Ixtlán de Juárez (Zapotec: Laa Yetzi) is a town and municipality in the Mexican state of Oaxaca about 65 km north of the city of Oaxaca on Federal Highway 175 towards Veracruz.
It is part of the Ixtlán District in the Sierra Norte de Oaxaca region.

==Administrative areas==
===Municipality of Ixtlán===

The municipality of Ixtlán de Juárez includes the town, and in addition the settlements of San Juan Yagila, Santa Cruz Yagavila, Santa María Yahuiche, Santa María Zoogochi, Santiago Teotlasco, Santo Domingo Cacalotepec, San Gaspar Yagalaxi, San Miguel Tiltepec, Santa María Josaa, La Luz, La Josefina and La Palma.
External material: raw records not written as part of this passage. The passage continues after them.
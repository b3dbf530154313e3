//! Test-only WavPack block writer: the exact inverse of the residual
//! decoder and block walker, used to synthesize fixtures. Medians start
//! at zero, weights at zero, history at zero, so every stored log2 field
//! is exact.

use md5::{Digest, Md5};

use super::unpack::{apply_weight, update_weight};
use super::words::{dec_med, get_med, inc_med, LIMIT_ONES};
use super::{
    block_checksum, serialize_samples, BLOCK_HEADER_SIZE, FINAL_BLOCK, ID_BLOCK_CHECKSUM,
    ID_DECORR_SAMPLES, ID_DECORR_TERMS, ID_DECORR_WEIGHTS, ID_ENTROPY_VARS, ID_LARGE,
    ID_MD5_CHECKSUM, ID_ODD_SIZE, ID_WV_BITSTREAM, INITIAL_BLOCK, MONO_FLAG,
};

/// LSB-first bit writer, the mirror of the decoder's reader.
pub(crate) struct BitWriter {
    data: Vec<u8>,
    bit: u32,
}

impl BitWriter {
    pub(crate) fn new() -> Self {
        BitWriter { data: Vec::new(), bit: 0 }
    }

    pub(crate) fn put_bit(&mut self, bit: u32) {
        if self.bit == 0 {
            self.data.push(0);
        }
        if bit != 0 {
            *self.data.last_mut().unwrap() |= 1 << self.bit;
        }
        self.bit = (self.bit + 1) % 8;
    }

    pub(crate) fn put_bits(&mut self, value: u32, count: u32) {
        for i in 0..count {
            self.put_bit((value >> i) & 1);
        }
    }

    pub(crate) fn finish(self) -> Vec<u8> {
        self.data
    }
}

fn coded_magnitude(value: i32) -> u32 {
    if value < 0 {
        !value as u32
    } else {
        value as u32
    }
}

/// Bucket index, bucket base, and in-bucket maxcode for a magnitude under
/// the current medians; the decoder derives the same triple from the
/// transmitted bucket.
fn bucket_bounds(medians: &[u32; 3], avalue: u32) -> (u32, u32, u32) {
    let m0 = get_med(medians, 0);
    if avalue < m0 {
        return (0, 0, m0 - 1);
    }
    let m1 = get_med(medians, 1);
    if avalue < m0 + m1 {
        return (1, m0, m1 - 1);
    }
    let m2 = get_med(medians, 2);
    let base = m0 + m1;
    if avalue < base + m2 {
        return (2, base, m2 - 1);
    }
    let bucket = 2 + (avalue - base) / m2;
    let low = base.wrapping_add((bucket - 2).wrapping_mul(m2));
    (bucket, low, m2 - 1)
}

fn apply_updates(medians: &mut [u32; 3], bucket: u32) {
    match bucket {
        0 => dec_med(medians, 0),
        1 => {
            inc_med(medians, 0);
            dec_med(medians, 1);
        }
        2 => {
            inc_med(medians, 0);
            inc_med(medians, 1);
            dec_med(medians, 2);
        }
        _ => {
            inc_med(medians, 0);
            inc_med(medians, 1);
            inc_med(medians, 2);
        }
    }
}

struct WordsEncoder {
    bits: BitWriter,
    medians: [[u32; 3]; 2],
    holding_one: bool,
    holding_zero: bool,
    zeros_acc: u32,
}

impl WordsEncoder {
    fn put_egc(&mut self, n: u32) {
        if n < 2 {
            for _ in 0..n {
                self.bits.put_bit(1);
            }
            self.bits.put_bit(0);
            return;
        }
        let length = 32 - n.leading_zeros();
        for _ in 0..length {
            self.bits.put_bit(1);
        }
        self.bits.put_bit(0);
        self.bits.put_bits(n & ((1 << (length - 1)) - 1), length - 1);
    }

    fn put_unary(&mut self, raw: u32) {
        if raw < LIMIT_ONES {
            for _ in 0..raw {
                self.bits.put_bit(1);
            }
            self.bits.put_bit(0);
        } else {
            for _ in 0..LIMIT_ONES {
                self.bits.put_bit(1);
            }
            self.bits.put_bit(0);
            self.put_egc(raw - LIMIT_ONES);
        }
    }

    fn write_code(&mut self, value: u32, maxcode: u32) {
        let bitcount = 32 - maxcode.leading_zeros();
        if bitcount == 0 {
            return;
        }
        let extras = ((1u64 << bitcount) - u64::from(maxcode) - 1) as u32;
        if value < extras {
            self.bits.put_bits(value, bitcount - 1);
        } else {
            let wide = value + extras;
            self.bits.put_bits(wide >> 1, bitcount - 1);
            self.bits.put_bit(wide & 1);
        }
    }

    fn encode_all(&mut self, residuals: &[i32], mono: bool) {
        let channels = if mono { 1 } else { 2 };
        let mut i = 0usize;
        while i < residuals.len() {
            if self.medians[0][0] < 2
                && (mono || self.medians[1][0] < 2)
                && !self.holding_one
                && !self.holding_zero
            {
                if self.zeros_acc > 0 {
                    self.zeros_acc -= 1;
                    if self.zeros_acc > 0 {
                        debug_assert_eq!(residuals[i], 0);
                        i += 1;
                        continue;
                    }
                } else {
                    let run = residuals[i..].iter().take_while(|&&v| v == 0).count() as u32;
                    self.put_egc(run);
                    if run > 0 {
                        self.zeros_acc = run;
                        self.medians = [[0; 3]; 2];
                        i += 1;
                        continue;
                    }
                }
            }

            let channel = i % channels;
            let avalue = coded_magnitude(residuals[i]);
            let (bucket, low, maxcode) = bucket_bounds(&self.medians[channel], avalue);
            let mut updated = self.medians;
            apply_updates(&mut updated[channel], bucket);

            if self.holding_zero {
                debug_assert_eq!(bucket, 0);
                self.holding_zero = false;
            } else {
                // The raw count's parity pre-announces whether the next
                // sample's bucket is nonzero; a zero parity lets the next
                // code ride for free.
                let parity = if i + 1 < residuals.len() {
                    let next_channel = (i + 1) % channels;
                    let next_avalue = coded_magnitude(residuals[i + 1]);
                    u32::from(next_avalue >= get_med(&updated[next_channel], 0))
                } else {
                    0
                };
                let raw = if self.holding_one {
                    (bucket - 1) * 2 + parity
                } else {
                    bucket * 2 + parity
                };
                self.put_unary(raw);
                self.holding_one = parity == 1;
                self.holding_zero = !self.holding_one;
            }

            self.medians = updated;
            self.write_code(avalue.wrapping_sub(low), maxcode);
            self.bits.put_bit(u32::from(residuals[i] < 0));
            i += 1;
        }
    }
}

pub(crate) fn encode_residuals(residuals: &[i32], mono: bool) -> Vec<u8> {
    let mut encoder = WordsEncoder {
        bits: BitWriter::new(),
        medians: [[0; 3]; 2],
        holding_one: false,
        holding_zero: false,
        zeros_acc: 0,
    };
    encoder.encode_all(residuals, mono);
    encoder.bits.finish()
}

/// Forward decorrelation: the prediction the decoder will add back is
/// subtracted here, with identical weight updates and history.
fn forward_decorr(samples: &[i32], mono: bool, term: i8, delta: i32) -> Vec<i32> {
    assert!(matches!(term, 1..=8 | 17 | 18));
    let channels = if mono { 1 } else { 2 };
    let mut weight = [0i32; 2];
    let mut history = [[0i32; 8]; 2];
    let mut pos = 0usize;
    let mut residuals = vec![0i32; samples.len()];
    for i in 0..samples.len() {
        let channel = i % channels;
        let sam = match term {
            17 => 2 * history[channel][0] - history[channel][1],
            18 => (3 * history[channel][0] - history[channel][1]) >> 1,
            t => history[channel][(pos + 8 - t as usize) % 8],
        };
        let residual = samples[i].wrapping_sub(apply_weight(weight[channel], sam));
        update_weight(&mut weight[channel], delta, sam, residual);
        if term > 8 {
            history[channel][1] = history[channel][0];
            history[channel][0] = samples[i];
        } else {
            history[channel][pos % 8] = samples[i];
        }
        residuals[i] = residual;
        if channel == channels - 1 {
            pos += 1;
        }
    }
    residuals
}

fn sub_block(out: &mut Vec<u8>, id: u8, data: &[u8]) {
    let odd = data.len() % 2 == 1;
    let words = (data.len() + 1) / 2;
    let id = id | if odd { ID_ODD_SIZE } else { 0 };
    if words < 256 {
        out.push(id);
        out.push(words as u8);
    } else {
        out.push(id | ID_LARGE);
        out.push((words & 0xff) as u8);
        out.push(((words >> 8) & 0xff) as u8);
        out.push(((words >> 16) & 0xff) as u8);
    }
    out.extend_from_slice(data);
    if odd {
        out.push(0);
    }
}

/// One self-contained block (initial and final) for the given samples.
pub(crate) struct BlockSpec<'a> {
    pub samples: &'a [i32],
    pub mono: bool,
    pub bytes_per_sample: u32,
    pub block_index: u64,
    pub total_samples: Option<u64>,
    pub md5: Option<[u8; 16]>,
    pub with_block_checksum: bool,
    pub term: Option<(i8, u8)>,
}

impl BlockSpec<'_> {
    pub(crate) fn encode(&self) -> Vec<u8> {
        let channels = if self.mono { 1 } else { 2 };
        assert_eq!(self.samples.len() % channels, 0);
        let frames = self.samples.len() / channels;

        let mut crc: u32 = u32::MAX;
        for &sample in self.samples {
            crc = crc.wrapping_mul(3).wrapping_add(sample as u32);
        }

        let mut body = Vec::new();
        if !self.samples.is_empty() {
            let terms: Vec<u8> = self
                .term
                .iter()
                .map(|&(t, d)| ((t as i32 + 5) as u8 & 0x1f) | (d << 5))
                .collect();
            sub_block(&mut body, ID_DECORR_TERMS, &terms);
            let weights = vec![0u8; terms.len() * channels];
            sub_block(&mut body, ID_DECORR_WEIGHTS, &weights);
            if let Some((term, _)) = self.term {
                let per_channel: usize = match term {
                    17 | 18 => 2,
                    t => t as usize,
                };
                sub_block(&mut body, ID_DECORR_SAMPLES, &vec![0u8; per_channel * channels * 2]);
            }
            sub_block(&mut body, ID_ENTROPY_VARS, &vec![0u8; channels * 6]);

            let residuals = match self.term {
                Some((term, delta)) => {
                    forward_decorr(self.samples, self.mono, term, i32::from(delta))
                }
                None => self.samples.to_vec(),
            };
            sub_block(&mut body, ID_WV_BITSTREAM, &encode_residuals(&residuals, self.mono));
        }
        if let Some(md5) = self.md5 {
            sub_block(&mut body, ID_MD5_CHECKSUM, &md5);
        }

        let checksum_bytes = if self.with_block_checksum { 4 } else { 0 };
        let ck_size = (BLOCK_HEADER_SIZE + body.len() + checksum_bytes - 8) as u32;
        let flags = (self.bytes_per_sample - 1)
            | if self.mono { MONO_FLAG } else { 0 }
            | INITIAL_BLOCK
            | FINAL_BLOCK;
        let version: u16 = if self.with_block_checksum { 0x410 } else { 0x406 };
        let (total_hi, total_lo) = match self.total_samples {
            Some(total) => ((total >> 32) as u8, total as u32),
            None => (0xFF, u32::MAX),
        };

        let mut block = Vec::with_capacity(BLOCK_HEADER_SIZE + body.len() + checksum_bytes);
        block.extend_from_slice(b"wvpk");
        block.extend_from_slice(&ck_size.to_le_bytes());
        block.extend_from_slice(&version.to_le_bytes());
        block.push((self.block_index >> 32) as u8);
        block.push(total_hi);
        block.extend_from_slice(&total_lo.to_le_bytes());
        block.extend_from_slice(&(self.block_index as u32).to_le_bytes());
        block.extend_from_slice(&(frames as u32).to_le_bytes());
        block.extend_from_slice(&flags.to_le_bytes());
        block.extend_from_slice(&crc.to_le_bytes());
        block.extend_from_slice(&body);

        if self.with_block_checksum {
            block.push(ID_BLOCK_CHECKSUM);
            block.push(1);
            let csum = block_checksum(&[&block]);
            let folded = (csum ^ (csum >> 16)) as u16;
            block.extend_from_slice(&folded.to_le_bytes());
        }
        block
    }
}

/// Digest of serialized samples, as the validator computes it.
pub(crate) fn md5_of(samples: &[i32], bytes_per_sample: u32) -> [u8; 16] {
    let mut hasher = Md5::new();
    hasher.update(serialize_samples(samples, bytes_per_sample));
    hasher.finalize().into()
}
The population of the town in the 2005 census was 2,479, and of the entire municipality, 7,188. Other than the town of Ixtlán, none of the settlements have as many as a thousand inhabitants.

===Rincón de Ixtlán===

The Rincón de Ixtlán is an area largely within the municipality of Ixtlán de Juárez. It comprises nine communities, eight of them within the municipality of Ixtlán (the ninth, San Pedro Yaneri, is a small independent municipality). The Rincón does not include the town of Ixtlán or other communities on the main road. This remote and culturally homogeneous area is one of the most intensely indigenous in the whole of Mexico, and has therefore been the subject of considerable sociological study.

==History==
The town of Ixtlán existed before the Spanish Conquest of Mexico. It is thought to have been founded in the latter half of the 15th century, by Zapotec people from the region around Tarabundi and San Pedro Laduu (though there are also neolithic remains in the area). The first settlers were probably warriors establishing a defensive outpost against Aztec invaders. In 1859 Ixtlán was the site of a battle during the Reform War between liberal and conservative forces. Some of the other communities in the municipality are probably several centuries older than the town of Ixtlán.

San Pablo Guelatao, the birthplace of Benito Juárez, lies 4 km from the town of Ixtlán and at the time of his birth fell within its jurisdiction, so Juárez was baptised in the church of St Thomas in Ixtlán; hence his name has been added to that of the town (in 1824, however, Guelatao declared itself independent of Ixtlán, and it remains an independent municipality.) The addition of Juárez's name serves the additional purpose of distinguishing the town from the many other Ixtláns in Mexico: the name is usually claimed to come from Aztec words meaning "land of the maguey", and use of the maguey (otherwise known as the century plant) was widespread in pre-Columbian Mexico. An alternative proposed derivation is from Mixtec words meaning "place of obsidian", and the town uses a logo that depicts an object made of obsidian.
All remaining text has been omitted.